Bananas and balloons

J goes on banana kicks.  He loves them, and then he won't eat them for weeks.  He's doing the latter at the moment.

So, we decided to make an experiment from one of our rotting bananas.

I took the idea from the book, The Everything Kids' Science Experiments Book, which happens to be my favorite Christmas present I received this year.  Don't worry, I have a review in the works to give some opinions on this book and twists to toddlers and preschoolers (it's geared for 8+).  I hope to finish this review in the near future.

Anyways, it's a fairly easy set-up.  You mash up a very ripe (think brown) banana, stick it in a bottle (we used one of our many 20oz soda bottles), pop a balloon over the top of the bottle, and document the process.  The book recommends putting it outside in a sunny place to expedite the process.  However, we live in an apartment complex with a lot of boys who have potential of screwing up well planned science experiments...and it's not really "warm" outside, mid-60s at best.  Our apartment has been ~70 deg during the day, but the balloon hasn't been exposed to sun.

Peeling the bananas

Mashing it up with a spoon

We documented through pictures and also by measuring tape once the balloon inflated enough to measure:

Monday 1/30: Set-up the experiment

Tuesday 1/31: no noticeable change in balloon

But, there's some icky changes going on with the banana (there was some bubbly action)

Wednesday 2/1: balloon is a little more full, but still sad looking

Thursday 2/2: Balloon stands up!  J is excited that science is working.

And take a look at that gross banana mush.

Friday, 2/3: Began balloon measuring - 5 cm

More bubbly grossness in the banana mush:

Saturday 2/4: 5.2 cm

Sunday 2/5: 5.2 cm (no change, no new pic)

I'll leave the bottle alone for a week and report back next weekend.

What's going on?  As the banana decomposes/decays, it's releasing gas which wants to escape the bottle but is trapped by the balloon.  It puts pressure on the balloon, causing it to inflate.

Our Personal Extensions:
Trying this experiment during the summer inside and out (assuming we find a safe "sunny" location).  We'll compare them to each other and to the growth of the balloon during the winter inside.  Maybe we'll try one at the same time in the fridge too.  Stay tuned for another banana and balloons post over the summer.

We'll also try a smaller bottle and/or more bananas for hopefully a more dramatic response.


  1. This sounds so cool! The banana mush gets really gross though! Were fruit flies a problem?

    1. The balloon closes off the bottle opening very well.

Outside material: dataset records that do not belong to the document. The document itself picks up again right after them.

//! Single-flight access token refresh
//!
//! At most one `POST /auth/refresh` exchange runs per session store. The
//! first request to hit a 401 leads the exchange; requests that hit a 401
//! while it is pending subscribe to its outcome instead of starting their
//! own. Failure side effects (clearing credentials, redirecting to login)
//! are performed by the leader only.

use std::sync::{Arc, Mutex, MutexGuard, PoisonError};

use common::{Navigator, navigation::LOGIN_PATH};
use tokio::sync::broadcast;
use tracing::{error, info, warn};
use url::Url;

use crate::{
    error::{PipelineResult, RefreshError},
    models::{RefreshTokenRequest, TokenResponse},
    session::SessionStore,
};

/// Result of a refresh attempt as seen by a request that received a 401
#[derive(Debug, Clone, PartialEq, Eq)]
pub enum RefreshOutcome {
    /// A usable access token, either freshly minted or minted by someone else
    Refreshed(String),
    /// No refresh token is stored; the 401 stands
    Unavailable,
    /// The exchange failed and the session was expired
    Failed(RefreshError),
}

type InflightSlot = Mutex<Option<broadcast::Sender<RefreshOutcome>>>;

fn lock(slot: &InflightSlot) -> MutexGuard<'_, Option<broadcast::Sender<RefreshOutcome>>> {
    slot.lock().unwrap_or_else(PoisonError::into_inner)
}

/// Releases waiting requests if the leading future is dropped mid-exchange
struct InflightGuard<'a> {
    slot: &'a InflightSlot,
}

impl InflightGuard<'_> {
    fn finish(self, outcome: RefreshOutcome) {
        if let Some(sender) = lock(self.slot).take() {
            let _ = sender.send(outcome);
        }
    }
}

impl Drop for InflightGuard<'_> {
    fn drop(&mut self) {
        if let Some(sender) = lock(self.slot).take() {
            let _ = sender.send(RefreshOutcome::Failed(RefreshError::Abandoned));
        }
    }
}

enum Role {
    Lead,
    Follow(broadcast::Receiver<RefreshOutcome>),
    AlreadyRefreshed(String),
}

/// Coordinates refresh exchanges for one session store
pub struct Refresher {
    http: reqwest::Client,
    refresh_url: Url,
    session: SessionStore,
    navigator: Arc<dyn Navigator>,
    inflight: InflightSlot,
}

impl Refresher {
    /// Create a new refresher
    pub fn new(
        http: reqwest::Client,
        refresh_url: Url,
        session: SessionStore,
        navigator: Arc<dyn Navigator>,
    ) -> Self {
        Self {
            http,
            refresh_url,
            session,
            navigator,
            inflight: Mutex::new(None),
        }
    }

    /// Obtain a new access token after a request sent with `stale_token`
    /// was rejected
    pub async fn refresh(&self, stale_token: Option<&str>) -> PipelineResult<RefreshOutcome> {
        let role = {
            let mut slot = lock(&self.inflight);

            match slot.as_ref() {
                Some(sender) => Role::Follow(sender.subscribe()),
                None => match self.session.access_token()? {
                    // A refresh that completed after our request left has
                    // already replaced the token we used
                    Some(current) if Some(current.as_str()) != stale_token => {
                        Role::AlreadyRefreshed(current)
                    }
                    _ => {
                        let (sender, _) = broadcast::channel(1);
                        *slot = Some(sender);
                        Role::Lead
                    }
                },
            }
        };

        match role {
            Role::AlreadyRefreshed(token) => Ok(RefreshOutcome::Refreshed(token)),
            Role::Follow(mut receiver) => {
                info!("Waiting for pending token refresh");
                Ok(receiver
                    .recv()
                    .await
                    .unwrap_or(RefreshOutcome::Failed(RefreshError::Abandoned)))
            }
            Role::Lead => {
                let guard = InflightGuard {
                    slot: &self.inflight,
                };
                let outcome = self.lead().await?;
                guard.finish(outcome.clone());
                Ok(outcome)
            }
        }
    }

    async fn lead(&self) -> PipelineResult<RefreshOutcome> {
        let Some(refresh_token) = self.session.refresh_token()? else {
            info!("No refresh token stored, leaving 401 unrecovered");
            return Ok(RefreshOutcome::Unavailable);
        };

        info!("Refreshing access token");

        match self.exchange(refresh_token).await {
            Ok(token) => {
                self.session.set_access_token(&token.access_token)?;
                info!("Access token refreshed, expires in {}s", token.expires_in);
                Ok(RefreshOutcome::Refreshed(token.access_token))
            }
            Err(e) => {
                error!("Token refresh failed: {}", e);

                let current_path = self.navigator.current_path();
                self.session.expire(&current_path)?;
                self.navigator.navigate(LOGIN_PATH);
                Ok(RefreshOutcome::Failed(e))
            }
        }
    }

    async fn exchange(&self, refresh_token: String) -> Result<TokenResponse, RefreshError> {
        let response = self
            .http
            .post(self.refresh_url.clone())
            .json(&RefreshTokenRequest { refresh_token })
            .send()
            .await
            .map_err(|e| RefreshError::Transport(e.to_string()))?;

        let status = response.status();
        if !status.is_success() {
            warn!("Refresh endpoint answered {}", status);
            return Err(RefreshError::Rejected(status.as_u16()));
        }

        response
            .json::<TokenResponse>()
            .await
            .map_err(|e| RefreshError::Transport(e.to_string()))
    }
}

We didn't have fruit fly problems, but we did mush up the bananas before they got to the fruit fly stage on the counter :-). Let me know how your experiment goes.

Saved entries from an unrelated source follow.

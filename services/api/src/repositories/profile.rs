//! Profile repository

use tracing::info;

use crate::{
    client::ApiClient,
    error::{ApiError, ApiResult},
    models::{Profile, ProfileUpdateResponse, UpdateProfileRequest},
    validation::validate_profile,
};

const PROFILE_PATH: &str = "/api/profile";

/// Profile repository
#[derive(Clone)]
pub struct ProfileRepository {
    client: ApiClient,
}

impl ProfileRepository {
    /// Create a new profile repository
    pub fn new(client: ApiClient) -> Self {
        Self { client }
    }

    /// Get the profile of the current user
    pub async fn get(&self) -> ApiResult<Profile> {
        self.client.get(PROFILE_PATH).await
    }

    /// Update the profile of the current user
    ///
    /// The request is validated locally first; nothing is sent when a field
    /// is rejected.
    pub async fn update(&self, request: &UpdateProfileRequest) -> ApiResult<ProfileUpdateResponse> {
        validate_profile(request).map_err(ApiError::InvalidInput)?;

        let response: ProfileUpdateResponse = self.client.put(PROFILE_PATH, request).await?;
        info!("Profile updated for user: {}", response.profile.user_id);
        Ok(response)
    }
}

  2. Left a shake I made in the car. Fell under the seat for 10 days.

    When I opened the container to clean it, it popped like a champagne bottle. Scared us lol.

  3. I tried this experiment recently with my son recently after finding it in the book "Dad's Book of awesome Science Experiments". But after more than a week we have no results. The only thing I think we did differently is we included the chopped up peel in the mush. I am wondering if there is some bacteria-inhibiting property in the peel.